• Task instructions
Go through the entries and copy every line that has the string "unwrap" in it.

Start of Records provided

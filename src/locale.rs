//! Locale normalisation: regional number and date text → canonical values.
//!
//! Croatian and most continental documents write `1.234,56` where English
//! ones write `1,234.56`. Instead of guessing the locale up front, the
//! separator that appears *last* is taken as the decimal separator. Both
//! functions are pure and idempotent on their own canonical output.

use once_cell::sync::Lazy;
use regex::Regex;
use serde_json::Value;

static NUMBER_RUN: Lazy<Regex> = Lazy::new(|| Regex::new(r"-?\d[\d.,]*").unwrap());

static ISO_DATE: Lazy<Regex> = Lazy::new(|| Regex::new(r"^(\d{4})-(\d{2})-(\d{2})").unwrap());

static REGIONAL_DATE: Lazy<Regex> =
    Lazy::new(|| Regex::new(r"(\d{1,2})[./-](\d{1,2})[./-](\d{2,4})\.?").unwrap());

/// Parse a locale-formatted number.
///
/// ```
/// use edgequake_docextract::locale::parse_number;
///
/// assert_eq!(parse_number("1.234,56"), Some(1234.56));
/// assert_eq!(parse_number("1,234.56"), Some(1234.56));
/// assert_eq!(parse_number("1 234,56 EUR"), Some(1234.56));
/// assert_eq!(parse_number("n/a"), None);
/// ```
pub fn parse_number(text: &str) -> Option<f64> {
    let compact: String = text.chars().filter(|c| !c.is_whitespace()).collect();
    let run = NUMBER_RUN.find(&compact)?.as_str();
    let run = run.trim_end_matches(['.', ',']);

    let last_dot = run.rfind('.');
    let last_comma = run.rfind(',');

    let canonical = match (last_dot, last_comma) {
        (Some(d), Some(c)) if d > c => run.replace(',', ""),
        (Some(_), Some(_)) => run.replace('.', "").replace(',', "."),
        (Some(_), None) if run.matches('.').count() > 1 => run.replace('.', ""),
        (None, Some(_)) if run.matches(',').count() > 1 => run.replace(',', ""),
        (None, Some(_)) => run.replace(',', "."),
        _ => run.to_string(),
    };

    canonical.parse::<f64>().ok().filter(|n| n.is_finite())
}

/// Parse a `D.M.Y` / `D/M/Y` / `D-M-Y` date into ISO `YYYY-MM-DD`.
///
/// Already-ISO input is returned unchanged. Two-digit years become `20YY`.
///
/// ```
/// use edgequake_docextract::locale::parse_date;
///
/// assert_eq!(parse_date("15.01.2024.").as_deref(), Some("2024-01-15"));
/// assert_eq!(parse_date("2024-01-15").as_deref(), Some("2024-01-15"));
/// assert_eq!(parse_date("31.13.2024"), None);
/// ```
pub fn parse_date(text: &str) -> Option<String> {
    let text = text.trim();

    if let Some(caps) = ISO_DATE.captures(text) {
        let (y, m, d) = (
            caps[1].parse::<u32>().ok()?,
            caps[2].parse::<u32>().ok()?,
            caps[3].parse::<u32>().ok()?,
        );
        return valid_ymd(y, m, d).then(|| format!("{y:04}-{m:02}-{d:02}"));
    }

    let caps = REGIONAL_DATE.captures(text)?;
    let day = caps[1].parse::<u32>().ok()?;
    let month = caps[2].parse::<u32>().ok()?;
    let mut year = caps[3].parse::<u32>().ok()?;
    if caps[3].len() == 2 {
        year += 2000;
    }

    valid_ymd(year, month, day).then(|| format!("{year:04}-{month:02}-{day:02}"))
}

fn valid_ymd(year: u32, month: u32, day: u32) -> bool {
    year > 1900 && (1..=12).contains(&month) && (1..=31).contains(&day)
}

/// Numeric JSON field that may arrive as a number or a formatted string.
pub fn number_from_value(value: &Value) -> Option<f64> {
    match value {
        Value::Number(n) => n.as_f64(),
        Value::String(s) => parse_number(s),
        _ => None,
    }
}

/// Date JSON field normalised to ISO.
pub fn date_from_value(value: &Value) -> Option<String> {
    match value {
        Value::String(s) => parse_date(s),
        _ => None,
    }
}

#[cfg(test)]
mod tests {
    use super::*;
    use serde_json::json;

    #[test]
    fn decimal_separator_is_the_last_one() {
        assert_eq!(parse_number("1.234,56"), Some(1234.56));
        assert_eq!(parse_number("1,234.56"), Some(1234.56));
        assert_eq!(parse_number("12,5"), Some(12.5));
        assert_eq!(parse_number("12.5"), Some(12.5));
    }

    #[test]
    fn repeated_single_separator_is_thousands() {
        assert_eq!(parse_number("1.234.567"), Some(1_234_567.0));
        assert_eq!(parse_number("1,234,567"), Some(1_234_567.0));
    }

    #[test]
    fn whitespace_and_currency_are_ignored() {
        assert_eq!(parse_number(" 1 234,56 kn"), Some(1234.56));
        assert_eq!(parse_number("€ -12,50"), Some(-12.5));
        assert_eq!(parse_number("25%"), Some(25.0));
    }

    #[test]
    fn no_digits_is_none() {
        assert_eq!(parse_number(""), None);
        assert_eq!(parse_number("EUR"), None);
        assert_eq!(parse_number(",."), None);
    }

    #[test]
    fn number_parsing_is_idempotent() {
        for input in ["1.234,56", "1,234.56", "0,5", "-3.25", "1000", "1.234.567"] {
            let once = parse_number(input).unwrap();
            let twice = parse_number(&once.to_string()).unwrap();
            assert_eq!(once, twice, "input {input}");
        }
    }

    #[test]
    fn regional_dates() {
        assert_eq!(parse_date("15.01.2024").as_deref(), Some("2024-01-15"));
        assert_eq!(parse_date("5/1/24").as_deref(), Some("2024-01-05"));
        assert_eq!(parse_date("05-01-2024").as_deref(), Some("2024-01-05"));
        assert_eq!(parse_date("Datum: 1.2.2023.").as_deref(), Some("2023-02-01"));
    }

    #[test]
    fn invalid_dates() {
        assert_eq!(parse_date("32.01.2024"), None);
        assert_eq!(parse_date("15.00.2024"), None);
        assert_eq!(parse_date("15.01.1899"), None);
        assert_eq!(parse_date("yesterday"), None);
    }

    #[test]
    fn date_parsing_is_idempotent() {
        for input in ["15.01.2024", "2024-01-15", "1.2.23"] {
            let once = parse_date(input).unwrap();
            assert_eq!(parse_date(&once).as_deref(), Some(once.as_str()));
        }
    }

    #[test]
    fn json_helpers() {
        assert_eq!(number_from_value(&json!(12.5)), Some(12.5));
        assert_eq!(number_from_value(&json!("1.000,00")), Some(1000.0));
        assert_eq!(number_from_value(&json!(null)), None);
        assert_eq!(date_from_value(&json!("15.01.2024")).as_deref(), Some("2024-01-15"));
        assert_eq!(date_from_value(&json!(20240115)), None);
    }
}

End of Records provided

• Output of the task
static NUMBER_RUN: Lazy<Regex> = Lazy::new(|| Regex::new(r"-?\d[\d.,]*").unwrap());
static ISO_DATE: Lazy<Regex> = Lazy::new(|| Regex::new(r"^(\d{4})-(\d{2})-(\d{2})").unwrap());
    Lazy::new(|| Regex::new(r"(\d{1,2})[./-](\d{1,2})[./-](\d{2,4})\.?").unwrap());
            let once = parse_number(input).unwrap();
            let twice = parse_number(&once.to_string()).unwrap();
            let once = parse_date(input).unwrap();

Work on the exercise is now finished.